TASK ITEM: Which lines in the records below contain the word "static"? Copy each one.

Collected data
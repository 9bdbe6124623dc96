//! Provider trait and types for LLM abstraction
//!
//! Defines the `LlmProvider` trait that all vendor adapters implement, along
//! with the normalized summary and model-listing types.

use crate::config::AdvancedSettings;
use crate::error::LlmResult;
use serde::{Deserialize, Serialize};

/// Normalized result of one summarization.
///
/// Adapters fill only `summary`; the orchestrator attaches the prompt and
/// provider names before returning it to the caller.
#[derive(Debug, Clone, PartialEq, Eq, Serialize, Deserialize)]
#[serde(rename_all = "camelCase")]
pub struct SummaryResult {
    pub summary: String,
    #[serde(skip_serializing_if = "Option::is_none")]
    pub prompt_name: Option<String>,
    #[serde(skip_serializing_if = "Option::is_none")]
    pub provider_name: Option<String>,
}

impl SummaryResult {
    /// Result carrying only the vendor's summary text
    pub fn from_summary(summary: impl Into<String>) -> Self {
        Self {
            summary: summary.into(),
            prompt_name: None,
            provider_name: None,
        }
    }
}

/// One entry of a vendor's model catalog.
#[derive(Debug, Clone, PartialEq, Eq, Serialize, Deserialize)]
pub struct ModelDescriptor {
    /// Display label
    pub name: String,
    /// Identifier to send in requests
    pub value: String,
}

impl ModelDescriptor {
    pub fn new(name: impl Into<String>, value: impl Into<String>) -> Self {
        Self {
            name: name.into(),
            value: value.into(),
        }
    }
}

/// Trait for LLM vendor adapters to implement
///
/// Each adapter is bound at construction to one `ProviderConfig` and issues
/// exactly one HTTP request per call. Implementations never retry.
#[async_trait::async_trait]
pub trait LlmProvider: Send + Sync + std::fmt::Debug {
    /// Send one summarization request.
    ///
    /// Advanced settings the vendor does not support are dropped silently.
    ///
    /// # Errors
    ///
    /// - [`crate::LlmError::ProviderError`] on network failure or non-success status
    /// - [`crate::LlmError::ContentTooLarge`] when the vendor rejects the payload size
    /// - [`crate::LlmError::InvalidResponseShape`] when a 2xx body lacks the summary field
    async fn summarize(
        &self,
        user_prompt: &str,
        system_prompt: &str,
        settings: &AdvancedSettings,
    ) -> LlmResult<SummaryResult>;

    /// Query the vendor's model catalog.
    async fn list_models(&self) -> LlmResult<Vec<ModelDescriptor>>;

    /// Vendor well-known base URL. Pure, no I/O.
    fn default_endpoint(&self) -> &'static str;

    /// Get provider name for logging and debugging
    fn provider_name(&self) -> &'static str;
}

COMPLETED EXERCISE:
    fn default_endpoint(&self) -> &'static str;
    fn provider_name(&self) -> &'static str;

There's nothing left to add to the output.